In NSW, the state government should be applauded for the release of its white paper, ‘A new planning system for NSW’, which plans to slash development applications on new and existing homes to 25 days or less.
According to the white paper, the strict proposals include maintaining the existing ten day complying development assessment track for smaller applications such as new homes and home extensions. At present, the government estimates that new homes are taking an average of 64 days to assess, with home alterations taking 58 days.

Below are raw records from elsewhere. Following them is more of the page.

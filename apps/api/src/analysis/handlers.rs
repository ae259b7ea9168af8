//! Axum route handlers for the Analysis API.
//!
//! Two thin front ends over the same pipeline: a multipart upload form and a
//! JSON endpoint taking already-extracted text.

use axum::{
    extract::{Multipart, State},
    http::StatusCode,
    response::{IntoResponse, Response},
    Json,
};
use bytes::Bytes;
use serde::Deserialize;

use crate::analysis::pipeline::{AnalysisContext, AnalysisOutcome, FailedAnalysis};
use crate::errors::AppError;
use crate::extraction::is_pdf;
use crate::normalize::UpstreamStage;
use crate::state::AppState;

#[derive(Debug, Deserialize)]
pub struct TextAnalysisRequest {
    pub resume_text: String,
    pub job_description: String,
}

impl IntoResponse for FailedAnalysis {
    fn into_response(self) -> Response {
        // An unreadable document is the caller's problem; only the model is a gateway.
        let status = match self.report.upstream_stage() {
            Some(UpstreamStage::Model) => StatusCode::BAD_GATEWAY,
            Some(UpstreamStage::Extraction) | None => StatusCode::UNPROCESSABLE_ENTITY,
        };
        (status, Json(self)).into_response()
    }
}

fn context(state: &AppState) -> AnalysisContext<'_> {
    AnalysisContext {
        extractor: state.extractor.as_ref(),
        model: state.model.as_ref(),
        catalog: state.catalog.as_ref(),
        policy: state.config.content_policy,
    }
}

fn respond(outcome: AnalysisOutcome) -> Response {
    match outcome {
        Ok(done) => (StatusCode::OK, Json(done)).into_response(),
        Err(failed) => failed.into_response(),
    }
}

/// POST /api/v1/analyses
///
/// Multipart form with a `resume` PDF file and a `job_description` text field.
pub async fn handle_analyze_upload(
    State(state): State<AppState>,
    mut multipart: Multipart,
) -> Result<Response, AppError> {
    let mut resume: Option<Bytes> = None;
    let mut job_description: Option<String> = None;

    while let Some(field) = multipart.next_field().await? {
        let name = field.name().unwrap_or_default().to_string();
        match name.as_str() {
            "resume" => {
                let file_name = field.file_name().unwrap_or_default().to_string();
                if !file_name.to_ascii_lowercase().ends_with(".pdf") {
                    return Err(AppError::Validation(format!(
                        "resume must be a .pdf file, got '{file_name}'"
                    )));
                }
                let bytes = field.bytes().await?;
                if !bytes.is_empty() && !is_pdf(&bytes) {
                    return Err(AppError::Validation(format!(
                        "resume '{file_name}' is not a PDF document"
                    )));
                }
                resume = Some(bytes);
            }
            "job_description" => job_description = Some(field.text().await?),
            _ => {}
        }
    }

    let resume = resume
        .filter(|b| !b.is_empty())
        .ok_or_else(|| AppError::Validation("resume file is required".to_string()))?;
    let job_description = non_empty(job_description, "job_description")?;

    let ctx = context(&state);
    Ok(respond(ctx.analyze_document(resume, &job_description).await))
}

/// POST /api/v1/analyses/text
///
/// JSON body `{resume_text, job_description}` for callers that extract text themselves.
pub async fn handle_analyze_text(
    State(state): State<AppState>,
    Json(request): Json<TextAnalysisRequest>,
) -> Result<Response, AppError> {
    let resume_text = non_empty(Some(request.resume_text), "resume_text")?;
    let job_description = non_empty(Some(request.job_description), "job_description")?;

    let ctx = context(&state);
    Ok(respond(ctx.analyze_text(&resume_text, &job_description).await))
}

fn non_empty(value: Option<String>, name: &str) -> Result<String, AppError> {
    value
        .filter(|v| !v.trim().is_empty())
        .ok_or_else(|| AppError::Validation(format!("{name} cannot be empty")))
}
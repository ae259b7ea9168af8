pub mod health;

use axum::{
    extract::DefaultBodyLimit,
    routing::{get, post},
    Router,
};

use crate::analysis::handlers;
use crate::state::AppState;

pub fn build_router(state: AppState) -> Router {
    let upload_limit = state.config.max_upload_bytes;

    Router::new()
        .route("/health", get(health::health_handler))
        .route(
            "/api/v1/analyses",
            post(handlers::handle_analyze_upload).layer(DefaultBodyLimit::max(upload_limit)),
        )
        .route("/api/v1/analyses/text", post(handlers::handle_analyze_text))
        .with_state(state)
}
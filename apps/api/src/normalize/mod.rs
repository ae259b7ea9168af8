// Response Normalizer: raw model text → validated analysis or a list of violations.

pub mod normalizer;
pub mod violation;

pub use normalizer::{ContentPolicy, Normalizer, Rejection};
pub use violation::{FieldPath, Severity, UpstreamStage, ValidationError, ViolationKind};
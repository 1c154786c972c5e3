//! Streaming file digests and digest-based file comparison.

pub mod error;
pub mod hashing;

pub use error::FileReadError;
pub use hashing::compare::{Comparison, compare_files, files_match, files_match_with};
pub use hashing::file_hash::{
	Algorithm, ChunkSize, HexDigest, compute_digest, compute_digest_with, digest_reader,
};
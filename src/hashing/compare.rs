use std::path::Path;

use crate::error::FileReadError;
use crate::hashing::file_hash::{Algorithm, ChunkSize, HexDigest, compute_digest_with};

/// Digests of two files and whether they agree.
#[derive(Debug, Clone)]
pub struct Comparison {
	pub first: HexDigest,
	pub second: HexDigest,
}

impl Comparison {
	pub fn is_match(&self) -> bool {
		self.first == self.second
	}
}

/// Digests both files with `algorithm`, first then second.
pub fn compare_files(
	first: &Path,
	second: &Path,
	chunk_size: ChunkSize,
	algorithm: Algorithm,
) -> Result<Comparison, FileReadError> {
	let first = compute_digest_with(first, chunk_size, algorithm)?;
	let second = compute_digest_with(second, chunk_size, algorithm)?;
	Ok(Comparison { first, second })
}

pub fn files_match_with(
	first: &Path,
	second: &Path,
	chunk_size: ChunkSize,
	algorithm: Algorithm,
) -> Result<bool, FileReadError> {
	Ok(compare_files(first, second, chunk_size, algorithm)?.is_match())
}

/// True when both files have the same SHA-1 digest.
pub fn files_match(
	first: &Path,
	second: &Path,
	chunk_size: ChunkSize,
) -> Result<bool, FileReadError> {
	files_match_with(first, second, chunk_size, Algorithm::Sha1)
}
use clap::Parser;
use log::info;
use pdfmatch::{Algorithm, ChunkSize, compare_files};
use std::path::PathBuf;
use std::process;

#[derive(Parser)]
#[command(about = "Checks whether two files are identical by comparing their digests", long_about = None)]
#[clap(author, version)]
struct Args {
	/// First file to compare
	#[arg(default_value = "file1.txt")]
	file_one: PathBuf,

	/// Second file to compare
	#[arg(default_value = "file2.txt")]
	file_two: PathBuf,

	/// Number of bytes to read at a time
	#[arg(short, long, default_value_t = ChunkSize::DEFAULT)]
	chunk_size: ChunkSize,

	/// Hash algorithm: sha1 or md5
	#[arg(short, long, default_value_t = Algorithm::Sha1)]
	algorithm: Algorithm,

	/// Print both digests before the verdict
	#[arg(short, long)]
	verbose: bool,
}

fn main() {
	let args = Args::parse();

	let default_filter = if args.verbose { "info" } else { "warn" };
	env_logger::Builder::from_env(env_logger::Env::default().default_filter_or(default_filter))
		.format_timestamp_millis()
		.init();

	info!(
		"comparing {} and {} using {}",
		args.file_one.display(),
		args.file_two.display(),
		args.algorithm
	);

	let comparison = match compare_files(
		&args.file_one,
		&args.file_two,
		args.chunk_size,
		args.algorithm,
	) {
		Ok(comparison) => comparison,
		Err(e) => {
			eprintln!("{}", e);
			process::exit(1);
		}
	};

	if args.verbose {
		println!("{}  {}", comparison.first, args.file_one.display());
		println!("{}  {}", comparison.second, args.file_two.display());
	}

	if comparison.is_match() {
		println!("The files are identical (matching hashes).");
	} else {
		println!("The files are different (hashes are not matching).");
	}
}
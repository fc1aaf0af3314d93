//! CSV reports written next to the input data.
use std::path::{Path, PathBuf};

use anyhow::{Context, Result};
use serde::Serialize;
use serde_json::json;
use tracing::warn;

use terrace_core::area::TerraceArea;
use terrace_core::plane::{DipEstimate, DipReport};

pub const DIPS_CSV_SUFFIX: &str = "_terrace_dips.csv";
pub const AREAS_CSV_SUFFIX: &str = "_terrace_areas.csv";

pub fn report_path(data_dir: &Path, prefix: &str, suffix: &str) -> PathBuf {
    data_dir.join(format!("{prefix}{suffix}"))
}

#[derive(Debug, Serialize)]
struct DipRow {
    #[serde(rename = "TerraceID")]
    terrace_id: i64,
    #[serde(rename = "NPoints")]
    n_points: usize,
    #[serde(rename = "A")]
    a: f64,
    #[serde(rename = "B")]
    b: f64,
    #[serde(rename = "C")]
    c: f64,
    #[serde(rename = "DipDeg")]
    dip_deg: f64,
    #[serde(rename = "DipDirectionDeg")]
    dip_direction_deg: f64,
    #[serde(rename = "StrikeDeg")]
    strike_deg: f64,
}

impl From<&DipEstimate> for DipRow {
    fn from(e: &DipEstimate) -> Self {
        Self {
            terrace_id: e.terrace_id,
            n_points: e.n_points,
            a: e.plane.a,
            b: e.plane.b,
            c: e.plane.c,
            dip_deg: e.dip_deg(),
            dip_direction_deg: e.dip_direction_deg(),
            strike_deg: e.strike_deg(),
        }
    }
}

fn write_rows<T: Serialize>(path: &Path, rows: impl IntoIterator<Item = T>) -> Result<()> {
    let mut writer = csv::Writer::from_path(path)
        .with_context(|| format!("failed to create {}", path.display()))?;
    for row in rows {
        writer
            .serialize(row)
            .with_context(|| format!("failed to write row to {}", path.display()))?;
    }
    writer.flush().with_context(|| format!("failed to flush {}", path.display()))?;
    Ok(())
}

pub fn write_dip_csv(path: &Path, estimates: &[DipEstimate]) -> Result<()> {
    write_rows(path, estimates.iter().map(DipRow::from))
}

pub fn write_area_csv(path: &Path, areas: &[TerraceArea]) -> Result<()> {
    write_rows(path, areas)
}

/// JSON array of `{terrace_id, reason}` for terraces the plane fit skipped.
pub fn skipped_summary(report: &DipReport) -> serde_json::Value {
    report
        .skipped
        .iter()
        .map(|s| json!({ "terrace_id": s.terrace_id, "reason": s.reason.to_string() }))
        .collect()
}

pub fn log_skipped(report: &DipReport) {
    if report.skipped.is_empty() {
        return;
    }
    warn!(
        count = report.skipped.len(),
        skipped = %skipped_summary(report),
        "terraces skipped by the plane fit"
    );
}
//! Per-terrace dip diagnostic: points, fitted plane and dip arrow in 3D.
use anyhow::{Context, Result};
use image::RgbImage;
use plotters::coord::Shift;
use plotters::prelude::*;

use terrace_core::plane::DipEstimate;

use super::{draw_to_image, font, padded};
use crate::figure::RenderConfig;

const MAX_POINTS: usize = 2000;
const WIREFRAME_STEPS: usize = 20;
const ARROW_LENGTH: f64 = 50.0;

fn linspace(lo: f64, hi: f64, n: usize) -> Vec<f64> {
    match n {
        0 => Vec::new(),
        1 => vec![lo],
        _ => (0..n).map(|i| lo + (hi - lo) * i as f64 / (n - 1) as f64).collect(),
    }
}

/// Every k-th point so that at most `MAX_POINTS` are drawn.
fn subsample(points: &[[f64; 3]]) -> impl Iterator<Item = &[f64; 3]> {
    let step = points.len().div_ceil(MAX_POINTS).max(1);
    points.iter().step_by(step)
}

fn axis_range(values: impl Iterator<Item = f64>) -> Option<(f64, f64)> {
    values.filter(|v| v.is_finite()).fold(None, |acc, v| match acc {
        None => Some((v, v)),
        Some((lo, hi)) => Some((lo.min(v), hi.max(v))),
    })
}

/// End of the dip arrow in map coordinates `[x, y, z]`.
pub fn arrow_tip(estimate: &DipEstimate) -> [f64; 3] {
    let [cx, cy, cz] = estimate.centroid;
    let d = estimate.angles.dip_direction;
    [
        cx + ARROW_LENGTH * d.cos(),
        cy + ARROW_LENGTH * d.sin(),
        cz - ARROW_LENGTH * estimate.angles.dip_slope,
    ]
}

pub fn render_dip(estimate: &DipEstimate, points: &[[f64; 3]], cfg: &RenderConfig) -> Result<RgbImage> {
    let w = cfg.width_px();
    let h = (w as f64 * 0.8).round() as u32;
    draw_to_image((w, h), |root| draw_dip(root, estimate, points, cfg))
}

pub fn draw_dip<DB>(
    root: DrawingArea<DB, Shift>,
    estimate: &DipEstimate,
    points: &[[f64; 3]],
    cfg: &RenderConfig,
) -> Result<()>
where
    DB: DrawingBackend,
    DB::ErrorType: 'static,
{
    root.fill(&WHITE)?;
    let (x_lo, x_hi) = axis_range(points.iter().map(|p| p[0])).context("no points to plot")?;
    let (y_lo, y_hi) = axis_range(points.iter().map(|p| p[1])).context("no points to plot")?;

    let plane = estimate.plane;
    let xs = linspace(x_lo, x_hi, WIREFRAME_STEPS);
    let ys = linspace(y_lo, y_hi, WIREFRAME_STEPS);
    let tip = arrow_tip(estimate);
    let corners = [(x_lo, y_lo), (x_lo, y_hi), (x_hi, y_lo), (x_hi, y_hi)];
    let (z_lo, z_hi) = axis_range(
        points
            .iter()
            .map(|p| p[2])
            .chain(corners.iter().map(|&(x, y)| plane.elevation_at(x, y)))
            .chain([estimate.centroid[2], tip[2]]),
    )
    .context("no finite elevations to plot")?;

    // Plotters' vertical axis is the second coordinate: (x, z, y).
    let mut chart = ChartBuilder::on(&root)
        .margin((cfg.font_px() * 0.5) as u32)
        .caption(estimate.terrace_id.to_string(), font(cfg, 1.2))
        .build_cartesian_3d(
            padded(x_lo.min(tip[0]), x_hi.max(tip[0])),
            padded(z_lo, z_hi),
            padded(y_lo.min(tip[1]), y_hi.max(tip[1])),
        )?;
    chart.with_projection(|mut pb| {
        pb.yaw = 0.6;
        pb.pitch = 0.35;
        pb.scale = 0.85;
        pb.into_matrix()
    });
    chart.configure_axes().label_style(font(cfg, 0.6)).draw()?;

    let radius = cfg.pt_to_px(0.75).round().max(1.0) as u32;
    chart.draw_series(
        subsample(points).map(|p| Circle::new((p[0], p[2], p[1]), radius, BLUE.mix(0.6).filled())),
    )?;

    let wire = BLACK.stroke_width(1);
    for &y in &ys {
        chart.draw_series(LineSeries::new(
            xs.iter().map(|&x| (x, plane.elevation_at(x, y), y)),
            wire,
        ))?;
    }
    for &x in &xs {
        chart.draw_series(LineSeries::new(
            ys.iter().map(|&y| (x, plane.elevation_at(x, y), y)),
            wire,
        ))?;
    }

    let [cx, cy, cz] = estimate.centroid;
    chart.draw_series(LineSeries::new(
        [(cx, cz, cy), (tip[0], tip[2], tip[1])],
        BLACK.stroke_width(4),
    ))?;

    root.present()?;
    Ok(())
}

It is a step in the right direction and Andrew Sorensen, Principal of Raine & Horne Charmhaven, says it will kick-start demand for new homes on the Central Coast. “There are large parcels of land at The Entrance, for example, which are ripe for development, while any changes in the rules and regulations that enable people to split larger blocks would also be worth considering,” he added. “Currently, splitting blocks is costly and the bureaucratic hoops just don’t make it worth the effort. It’s a logical step to free-up planning red-tape to facilitate housing growth in the Wyong Shire, which in turn can help address the housing shortages in the capital,” added Mr Sorensen.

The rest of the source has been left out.